Procollagen type I propeptides are derived from collagen type I, which is the most common collagen type found in mineralized bone. In bone, collagen is synthesized by osteoblasts in the form of procollagen. This precursor contains a short signal sequence and terminal extension peptides: amino-terminal propeptide (PINP) and carboxy-terminal propeptide. These propeptide extensions are removed by specific proteinases before the collagen molecules form. Both propeptides can be found in the circulation and their concentration reflects the synthesis rate of collagen type I. Although collagen type I propeptides may also arise from other tissues (such as the skin, vessels, fibrocartilage, and tendons), most nonskeletal tissues exhibit a slower turnover than bone, and contribute very little to the circulating pool of PINP. PINP is considered the most sensitive marker of bone formation and it is particularly useful for monitoring bone formation therapies and antiresorptive therapies; it is recommended that the test be performed at baseline before starting osteoporosis therapy and again 3 to 6 months later. PINP could be detected in the circulation as the "intact" or trimeric molecule and the monomer. In osteoporosis subjects with normal renal function, the predominant form of PINP detected in circulation is the trimeric form.
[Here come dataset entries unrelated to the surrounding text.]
//! Registry of remote players built from inbound snapshots.
//!
//! The network task is the only writer. The simulation takes a read lock
//! once per tick and never mutates anything here.

use log::{debug, info};
use shared::physics::nearest_layer;
use shared::protocol::{PlayerPayload, PowerupKind, SnowballPayload};
use shared::{ClientId, Layer, TerrainField, Vector2};
use std::collections::HashMap;
use std::sync::Arc;
use std::time::{Duration, Instant};

#[derive(Debug, Clone, PartialEq)]
pub struct RemoteSnowball {
    pub id: u32,
    pub position: Vector2,
    pub frame: u32,
    /// Variant id as sent on the wire.
    pub kind: u8,
}

impl RemoteSnowball {
    fn from_payload(payload: &SnowballPayload) -> Self {
        Self {
            id: payload.id,
            position: Vector2::from_wire(payload.pos),
            frame: payload.frame,
            kind: payload.kind,
        }
    }
}

/// Mirror of another player's network-visible state.
#[derive(Debug, Clone)]
pub struct RemotePlayer {
    pub id: ClientId,
    pub name: String,
    pub position: Vector2,
    pub rotation: i32,
    pub flip: bool,
    pub frame: u32,
    pub score: i32,
    pub colors: Vec<u16>,
    pub powerup: Option<PowerupKind>,
    pub snowballs: HashMap<u32, RemoteSnowball>,
    pub layer: Layer,
    pub last_seen: Instant,
}

impl RemotePlayer {
    fn new(id: ClientId, now: Instant) -> Self {
        Self {
            id,
            name: String::new(),
            position: Vector2::ZERO,
            rotation: 0,
            flip: false,
            frame: 0,
            score: 0,
            colors: Vec::new(),
            powerup: None,
            snowballs: HashMap::new(),
            layer: Layer::Near,
            last_seen: now,
        }
    }
}

/// Registry mutations, for collaborators that keep visuals in step.
#[derive(Debug, Clone, PartialEq)]
pub enum ReconcileEvent {
    Spawned(ClientId),
    /// The player and every snowball it owned are gone.
    Despawned { id: ClientId, snowballs: Vec<u32> },
    SnowballSpawned { owner: ClientId, snowball: u32 },
    SnowballRemoved { owner: ClientId, snowball: u32 },
    PowerupChanged { id: ClientId, powerup: Option<PowerupKind> },
}

pub struct StateReconciler {
    players: HashMap<ClientId, RemotePlayer>,
    local_id: Option<ClientId>,
    terrain: Option<Arc<TerrainField>>,
    liveness_timeout: Duration,
}

impl StateReconciler {
    pub fn new(liveness_timeout: Duration) -> Self {
        Self {
            players: HashMap::new(),
            local_id: None,
            terrain: None,
            liveness_timeout,
        }
    }

    pub fn set_local_id(&mut self, id: ClientId) {
        self.local_id = Some(id);
        self.players.remove(&id);
    }

    pub fn local_id(&self) -> Option<ClientId> {
        self.local_id
    }

    /// Once terrain exists, remote layers are inferred from reported positions.
    pub fn attach_terrain(&mut self, terrain: Arc<TerrainField>) {
        for player in self.players.values_mut() {
            if terrain.contains(player.position.x) {
                player.layer = nearest_layer(terrain.heights_at(player.position.x), player.position.y);
            }
        }
        self.terrain = Some(terrain);
    }

    /// Applies one full or partial snapshot. Absent fields stay as they were.
    pub fn apply_state(&mut self, payload: &PlayerPayload, now: Instant) -> Vec<ReconcileEvent> {
        let mut events = Vec::new();
        if Some(payload.id) == self.local_id {
            return events;
        }

        let player = self.players.entry(payload.id).or_insert_with(|| {
            info!("Remote player {} appeared", payload.id);
            events.push(ReconcileEvent::Spawned(payload.id));
            RemotePlayer::new(payload.id, now)
        });
        player.last_seen = now;

        if let Some(name) = &payload.name {
            player.name = name.clone();
        }
        if let Some(pos) = payload.pos {
            player.position = Vector2::from_wire(pos);
            if let Some(terrain) = &self.terrain {
                if terrain.contains(player.position.x) {
                    player.layer = nearest_layer(terrain.heights_at(player.position.x), player.position.y);
                }
            }
        }
        if let Some(rot) = payload.rot {
            player.rotation = rot;
        }
        if let Some(flip) = payload.flip {
            player.flip = flip;
        }
        if let Some(frame) = payload.frame {
            player.frame = frame;
        }
        if let Some(score) = payload.score {
            player.score = score;
        }
        if let Some(colors) = &payload.colors {
            player.colors = colors.clone();
        }
        if let Some(powerup) = payload.powerup {
            let powerup = PowerupKind::from_wire(powerup);
            if player.powerup != powerup {
                player.powerup = powerup;
                events.push(ReconcileEvent::PowerupChanged {
                    id: player.id,
                    powerup,
                });
            }
        }
        if let Some(snowballs) = &payload.snowballs {
            replace_snowballs(player, snowballs, &mut events);
        }
        events
    }

    /// Seeds the registry from the welcome record.
    pub fn apply_welcome(&mut self, id: ClientId, players: &[PlayerPayload], now: Instant) -> Vec<ReconcileEvent> {
        self.set_local_id(id);
        players
            .iter()
            .flat_map(|payload| self.apply_state(payload, now))
            .collect()
    }

    /// Removes a player and everything it owns.
    pub fn remove(&mut self, id: ClientId) -> Option<ReconcileEvent> {
        let player = self.players.remove(&id)?;
        let mut snowballs: Vec<u32> = player.snowballs.into_keys().collect();
        snowballs.sort_unstable();
        Some(ReconcileEvent::Despawned { id, snowballs })
    }

    /// Drops every player silent for longer than the liveness timeout.
    pub fn expire(&mut self, now: Instant) -> Vec<ReconcileEvent> {
        let timeout = self.liveness_timeout;
        let silent: Vec<ClientId> = self
            .players
            .values()
            .filter(|player| now.saturating_duration_since(player.last_seen) > timeout)
            .map(|player| player.id)
            .collect();

        silent
            .into_iter()
            .filter_map(|id| {
                info!("Remote player {} timed out", id);
                self.remove(id)
            })
            .collect()
    }

    /// Any record from `id` counts as a sign of life.
    pub fn touch(&mut self, id: ClientId, now: Instant) {
        if let Some(player) = self.players.get_mut(&id) {
            player.last_seen = now;
        }
    }

    pub fn get(&self, id: ClientId) -> Option<&RemotePlayer> {
        self.players.get(&id)
    }

    pub fn players(&self) -> impl Iterator<Item = &RemotePlayer> {
        self.players.values()
    }

    pub fn len(&self) -> usize {
        self.players.len()
    }

    pub fn is_empty(&self) -> bool {
        self.players.is_empty()
    }

    pub fn clear(&mut self) {
        self.players.clear();
    }
}

fn replace_snowballs(player: &mut RemotePlayer, incoming: &[SnowballPayload], events: &mut Vec<ReconcileEvent>) {
    let mut next: HashMap<u32, RemoteSnowball> = incoming
        .iter()
        .map(|ball| (ball.id, RemoteSnowball::from_payload(ball)))
        .collect();

    let mut removed: Vec<u32> = player
        .snowballs
        .keys()
        .filter(|id| !next.contains_key(id))
        .copied()
        .collect();
    removed.sort_unstable();
    let mut spawned: Vec<u32> = next
        .keys()
        .filter(|id| !player.snowballs.contains_key(id))
        .copied()
        .collect();
    spawned.sort_unstable();

    for snowball in removed {
        debug!("Snowball {} of player {} removed", snowball, player.id);
        events.push(ReconcileEvent::SnowballRemoved {
            owner: player.id,
            snowball,
        });
    }
    for snowball in spawned {
        events.push(ReconcileEvent::SnowballSpawned {
            owner: player.id,
            snowball,
        });
    }
    std::mem::swap(&mut player.snowballs, &mut next);
}
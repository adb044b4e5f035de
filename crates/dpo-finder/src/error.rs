use thiserror::Error;

#[derive(Error, Debug)]
pub enum DpoFinderError {
    #[error("Data processing error: {0}")]
    DataProcessing(#[from] dpo_finder_data_processing::DataError),
    #[error("DataFrame error: {0}")]
    DataFrame(#[from] polars::prelude::PolarsError),
    #[error("IO error: {0}")]
    Io(#[from] std::io::Error),
    #[error("Configuration error: {0}")]
    ConfigError(String),
    #[error("Invalid postal record at row {row}: {reason}")]
    InvalidRecord { row: usize, reason: String },
    #[error("Postal data is not loaded or empty.")]
    EmptyTable,
    #[error("Init Logging error: {0}")]
    InitLoggingError(#[from] tracing_subscriber::filter::ParseError),

    #[error(transparent)]
    Other(#[from] anyhow::Error),
}

pub type Result<T> = std::result::Result<T, DpoFinderError>;
//! Console rendering for lookup results, suggestions and office details.
use dpo_finder::{FinderInfo, MatchOutcome, ParsedQuery, PostalRecord, Suggestions};
use serde::Serialize;

pub fn to_json<T: Serialize + ?Sized>(value: &T) -> anyhow::Result<String> {
    Ok(serde_json::to_string_pretty(value)?)
}

pub fn render_parsed(parsed: &ParsedQuery) -> String {
    let keywords = parsed
        .locality_keywords
        .iter()
        .map(String::as_str)
        .collect::<Vec<_>>()
        .join(", ");
    format!(
        "Parsed components: pincode={}, locality_keywords=[{keywords}]",
        parsed.pin_code.as_deref().unwrap_or("None")
    )
}

pub fn render_outcome(address: &str, outcome: &MatchOutcome) -> String {
    format!("\nProcessing address: '{address}'\n\n--- Suggestion ---\n{outcome}")
}

pub fn render_suggestions(query: &str, suggestions: &Suggestions) -> String {
    if suggestions.is_empty() {
        return format!("No suggestions for '{query}'.");
    }

    let mut lines = vec![format!(
        "Suggestions for '{query}' ({} of {}):",
        suggestions.offices.len(),
        suggestions.total
    )];
    lines.extend(suggestions.offices.iter().map(|record| {
        format!(
            "  {}  {:<28} {}, {}",
            record.pin_code(),
            record.office_name(),
            title_case(record.district()),
            title_case(record.state()),
        )
    }));
    if suggestions.has_more() {
        lines.push("  ... more available, raise --limit to see them".to_string());
    }
    lines.join("\n")
}

pub fn render_details(record: &PostalRecord) -> String {
    let delivery = if record.is_delivery() { "Delivery" } else { "Non-Delivery" };
    let mut lines = vec![
        format!("  Office:      {}", record.office_name()),
        format!("  PIN Code:    {}", record.pin_code()),
        format!("  Type:        {} ({delivery})", record.office_type()),
        format!("  Division:    {}", title_case(record.division_name())),
        format!("  Region:      {}", title_case(record.region_name())),
        format!("  Circle:      {}", title_case(record.circle_name())),
        format!("  District:    {}", title_case(record.district())),
        format!("  State:       {}", title_case(record.state())),
    ];
    if let Some((lat, lon)) = record.coordinates() {
        lines.push(format!("  Coordinates: {lat}, {lon}"));
    }
    if let Some(link) = record.maps_link() {
        lines.push(format!("  Map:         {link}"));
    }
    lines.join("\n")
}

pub fn render_info(info: &FinderInfo) -> String {
    format!("Postal data loaded: {}", info.summary())
}

/// Matching fields are stored lower-cased; capitalize each word for display.
fn title_case(text: &str) -> String {
    if text.is_empty() {
        return "-".to_string();
    }
    text.split(' ')
        .map(|word| {
            let mut chars = word.chars();
            chars.next().map_or_else(String::new, |first| {
                first.to_uppercase().chain(chars).collect()
            })
        })
        .collect::<Vec<_>>()
        .join(" ")
}
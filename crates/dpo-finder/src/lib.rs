//! dpo-finder - Delivery Post Office resolution for Indian addresses
//!
//! dpo-finder takes a free-text postal address, a partial address or a bare PIN code and suggests
//! the most plausible Delivery Post Office (DPO) together with its PIN code, using the public
//! directory of Indian post offices as reference data.
//!
//! # Quick Start
//!
//! ```rust
//! use dpo_finder::{DpoFinder, MatchStatus, PostalRecord};
//!
//! let finder = DpoFinder::from_records(vec![
//!     PostalRecord::basic("560038", "Indiranagar S.O", "Bangalore East Division",
//!         "Bangalore Urban", "KARNATAKA", "SO", true)?,
//!     PostalRecord::basic("560038", "Majestic S.O", "Bangalore East Division",
//!         "Bangalore Urban", "KARNATAKA", "SO", false)?,
//! ]);
//!
//! // PIN plus locality
//! let outcome = finder.lookup("Indiranagar, Bangalore 560038");
//! assert_eq!(outcome.status, MatchStatus::Success);
//!
//! // Bare PIN code
//! let outcome = finder.lookup("560038");
//! assert_eq!(outcome.status, MatchStatus::SuccessPinOnlyDpo);
//! assert_eq!(outcome.dpo_name.as_deref(), Some("Indiranagar S.O"));
//! # Ok::<(), dpo_finder::error::DpoFinderError>(())
//! ```
//!
//! # How it works
//!
//! - **Tokenizer**: extracts the first 6-digit PIN code and a set of locality keywords, dropping
//!   postal stop-words such as "road", "nagar" or "opp"
//! - **Scorer**: weighs each keyword by the first field it matches (office name, division,
//!   district, state), falling back to fuzzy matching
//! - **Resolver**: narrows to the PIN group when possible, otherwise scores the whole table and
//!   prefers delivery offices
//!
//! # Data
//!
//! The reference table is the postal directory CSV (`Pincode`, `OfficeName`, `OfficeType`,
//! `Delivery`, `DivisionName`, `District`, `StateName`, ...). It is looked up in
//! `POSTAL_DATA_FILE`, then `data/postal_data.csv`; see [`data_processing::locate_data_file`].
use once_cell::sync::OnceCell;
use tracing::level_filters::LevelFilter;
use tracing_subscriber::{EnvFilter, fmt::format::FmtSpan};

mod config;
mod core;
mod data;
pub mod error;
mod resolve;
mod score;
mod tokenizer;

pub use crate::core::{DpoFinder, FinderInfo, Suggestions};

pub use config::{
    DEFAULT_MIN_SUGGESTION_QUERY_LEN, DEFAULT_SUGGESTION_PAGE_SIZE, LookupConfig,
    LookupConfigBuilder,
};
pub use data::{OfficeType, PostalRecord, RawPostalRecord, ReferenceTable, parse_delivery_flag};
pub use dpo_finder_data_processing as data_processing;
pub use resolve::{MatchOutcome, MatchStatus, Resolver};
pub use score::{
    FieldWeights, MatchField, PartialRatio, ScoredMatch, Scorer, ScoringConfig, SimilarityScorer,
    partial_ratio,
};
pub use tokenizer::{DEFAULT_MIN_KEYWORD_LEN, DEFAULT_STOP_WORDS, ParsedQuery, Tokenizer, tokenize};

static LOGGER_INIT: OnceCell<()> = OnceCell::new();

/// Initialize logging for dpo-finder.
///
/// Installs a `tracing` fmt subscriber filtered at `level`; `RUST_LOG` takes precedence when set.
/// Only the first call has an effect.
///
/// # Examples
///
/// ```rust
/// use dpo_finder::init_logging;
/// use tracing::Level;
///
/// init_logging(Level::INFO)?;
/// # Ok::<(), dpo_finder::error::DpoFinderError>(())
/// ```
pub fn init_logging(level: impl Into<LevelFilter>) -> Result<&'static (), error::DpoFinderError> {
    LOGGER_INIT.get_or_try_init(|| {
        let filter = EnvFilter::try_from_default_env()
            .or_else(|_| EnvFilter::try_new(level.into().to_string()))?
            .add_directive("polars=warn".parse()?);

        tracing_subscriber::fmt::fmt()
            .with_env_filter(filter)
            .with_span_events(FmtSpan::CLOSE)
            .try_init()
            .map_err(|err| anyhow::anyhow!(err))?;
        Ok(())
    })
}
However, monomeric PINP fragments may accumulate in patients with renal failure or metastatic bone disease.
No special preparation is needed for P1NP. Inform your doctor if you are on any medications or have any underlying medical conditions or allergies before undergoing P1NP. Your doctor depending on your condition will give specific instructions.
|MALE||All age groups||22-87 mcg/L|
|FEMALE||All age groups||19-83 mcg/L (Premenopausal) and 16-96 mcg/L (Postmnopausal)|